According to [23] the advantages of private healthcare are short wait times, quality care, better facilities, adequate resources available, appointments are not rushed, and proper disease control and prevention practices are utilized. The disadvantages of private healthcare are that it is expensive, there are fewer facilities, and patients are responsible for paying for healthcare visits, pharmaceuticals, and additional resources such as wheelchairs. On the other hand, a study by [24] highlighted doctors’ extended shifts as a risk to practitioner and patient. It was indicated in this study that getting access to more specialized levels of service depended on referrals. The participants preferred to pay to see a private general practitioner (GP) who may refer them on for hospital services if necessary.

Conclusion

To get the perceived high-quality health services within a short waiting time from a reputable provider, patients prefer private health facilities even though higher service charges required. The issue of equity of access to offered health services by the private sector is noted. Significant health workers are practicing healthcare provision in private health facilities on a full-time basis. The GPs in the private sector are available for every patient/client who can pay for services. Private health providers have worked in their buildings and provided user-friendly services [25]. A few medical services in agreement to their level were provided by private health facilities. The referral network is open and functional to either public or private and from lower or higher facilities. Private health facilities mainly provide curative services to patients of different ages and socio-economic groups.

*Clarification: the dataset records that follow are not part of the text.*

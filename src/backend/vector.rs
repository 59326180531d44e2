//! Vector store contract and in-memory reference implementation.
//!
//! Vectors are unit-norm; distance is cosine distance in [0, 2]. The
//! in-memory store computes similarity by dot product (valid for
//! unit-norm vectors) and is intended for tests and single-process
//! deployments — a real ANN index implements the same trait.

use std::collections::HashMap;
use std::sync::RwLock;

use async_trait::async_trait;

use crate::{CostwiseError, Result};

/// One search result: entry id, cosine distance, and the metadata stored
/// at insert time.
#[derive(Debug, Clone)]
pub struct SearchHit {
    pub id: String,
    pub distance: f64,
    pub metadata: serde_json::Value,
}

/// ANN index contract used by the semantic cache.
#[async_trait]
pub trait VectorStore: Send + Sync {
    async fn add(&self, id: &str, vector: Vec<f32>, metadata: serde_json::Value) -> Result<()>;

    /// Nearest neighbors of `query` within `max_distance`, closest first,
    /// at most `top_k` results.
    async fn search(&self, query: &[f32], top_k: usize, max_distance: f64)
        -> Result<Vec<SearchHit>>;

    async fn delete(&self, id: &str) -> Result<()>;

    async fn clear(&self) -> Result<()>;
}

/// Brute-force in-memory vector store.
pub struct InMemoryVectorStore {
    dimension: usize,
    inner: RwLock<HashMap<String, (Vec<f32>, serde_json::Value)>>,
}

impl InMemoryVectorStore {
    pub fn new(dimension: usize) -> Self {
        Self {
            dimension,
            inner: RwLock::new(HashMap::new()),
        }
    }

    pub fn len(&self) -> usize {
        self.inner.read().expect("vector store lock poisoned").len()
    }

    pub fn is_empty(&self) -> bool {
        self.len() == 0
    }
}

#[async_trait]
impl VectorStore for InMemoryVectorStore {
    async fn add(&self, id: &str, vector: Vec<f32>, metadata: serde_json::Value) -> Result<()> {
        if vector.len() != self.dimension {
            return Err(CostwiseError::Cache(format!(
                "vector dimension {} does not match store dimension {}",
                vector.len(),
                self.dimension
            )));
        }
        self.inner
            .write()
            .expect("vector store lock poisoned")
            .insert(id.to_string(), (vector, metadata));
        Ok(())
    }

    async fn search(
        &self,
        query: &[f32],
        top_k: usize,
        max_distance: f64,
    ) -> Result<Vec<SearchHit>> {
        if query.len() != self.dimension {
            return Err(CostwiseError::Cache(format!(
                "query dimension {} does not match store dimension {}",
                query.len(),
                self.dimension
            )));
        }
        let inner = self.inner.read().expect("vector store lock poisoned");
        let mut hits: Vec<SearchHit> = inner
            .iter()
            .map(|(id, (vector, metadata))| {
                // Unit-norm vectors: cosine similarity is the dot product.
                let dot: f64 = query
                    .iter()
                    .zip(vector.iter())
                    .map(|(a, b)| f64::from(*a) * f64::from(*b))
                    .sum();
                SearchHit {
                    id: id.clone(),
                    distance: 1.0 - dot,
                    metadata: metadata.clone(),
                }
            })
            .filter(|hit| hit.distance <= max_distance)
            .collect();
        hits.sort_by(|a, b| a.distance.total_cmp(&b.distance));
        hits.truncate(top_k);
        Ok(hits)
    }

    async fn delete(&self, id: &str) -> Result<()> {
        self.inner
            .write()
            .expect("vector store lock poisoned")
            .remove(id);
        Ok(())
    }

    async fn clear(&self) -> Result<()> {
        self.inner
            .write()
            .expect("vector store lock poisoned")
            .clear();
        Ok(())
    }
}

#[cfg(test)]
mod tests {
    use super::*;
    use serde_json::json;

    #[tokio::test]
    async fn search_orders_by_distance() {
        let store = InMemoryVectorStore::new(2);
        store.add("a", vec![1.0, 0.0], json!({})).await.unwrap();
        store
            .add("b", vec![0.707, 0.707], json!({}))
            .await
            .unwrap();
        store.add("c", vec![0.0, 1.0], json!({})).await.unwrap();

        let hits = store.search(&[1.0, 0.0], 10, 2.0).await.unwrap();
        assert_eq!(hits.len(), 3);
        assert_eq!(hits[0].id, "a");
        assert!(hits[0].distance.abs() < 1e-6);
        assert_eq!(hits[1].id, "b");
    }

    #[tokio::test]
    async fn max_distance_filters() {
        let store = InMemoryVectorStore::new(2);
        store.add("near", vec![1.0, 0.0], json!({})).await.unwrap();
        store.add("far", vec![0.0, 1.0], json!({})).await.unwrap();

        let hits = store.search(&[1.0, 0.0], 10, 0.15).await.unwrap();
        assert_eq!(hits.len(), 1);
        assert_eq!(hits[0].id, "near");
    }

    #[tokio::test]
    async fn dimension_mismatch_is_an_error() {
        let store = InMemoryVectorStore::new(3);
        assert!(store.add("x", vec![1.0], json!({})).await.is_err());
        assert!(store.search(&[1.0], 5, 1.0).await.is_err());
    }

    #[tokio::test]
    async fn delete_and_clear() {
        let store = InMemoryVectorStore::new(2);
        store.add("a", vec![1.0, 0.0], json!({})).await.unwrap();
        store.add("b", vec![0.0, 1.0], json!({})).await.unwrap();
        store.delete("a").await.unwrap();
        assert_eq!(store.len(), 1);
        store.clear().await.unwrap();
        assert!(store.is_empty());
    }
}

They are also providing preventive and primitive services related to some selected health programs. Effective healthcare service delivery is a result of a wellorganized and well-functioning health system that clearly understands the health priorities of the prospective community. Private healthcare facilities in this rural area make available services tailored to the local health needs of the community by properly scanning and focusing on health problems with the highest concern. Comprehensive and integrated health services are designed to maximize benefits to the intended population. Private health facilities have established associations in the region as well as the province with other similar entities in the public sector. The private practice sector‘s contribution to the health goals of the people in the region as well as the delivery of comprehensive healthcare services is highly significant. A further study is recommended to evaluate the successes and challenges of private healthcare practices.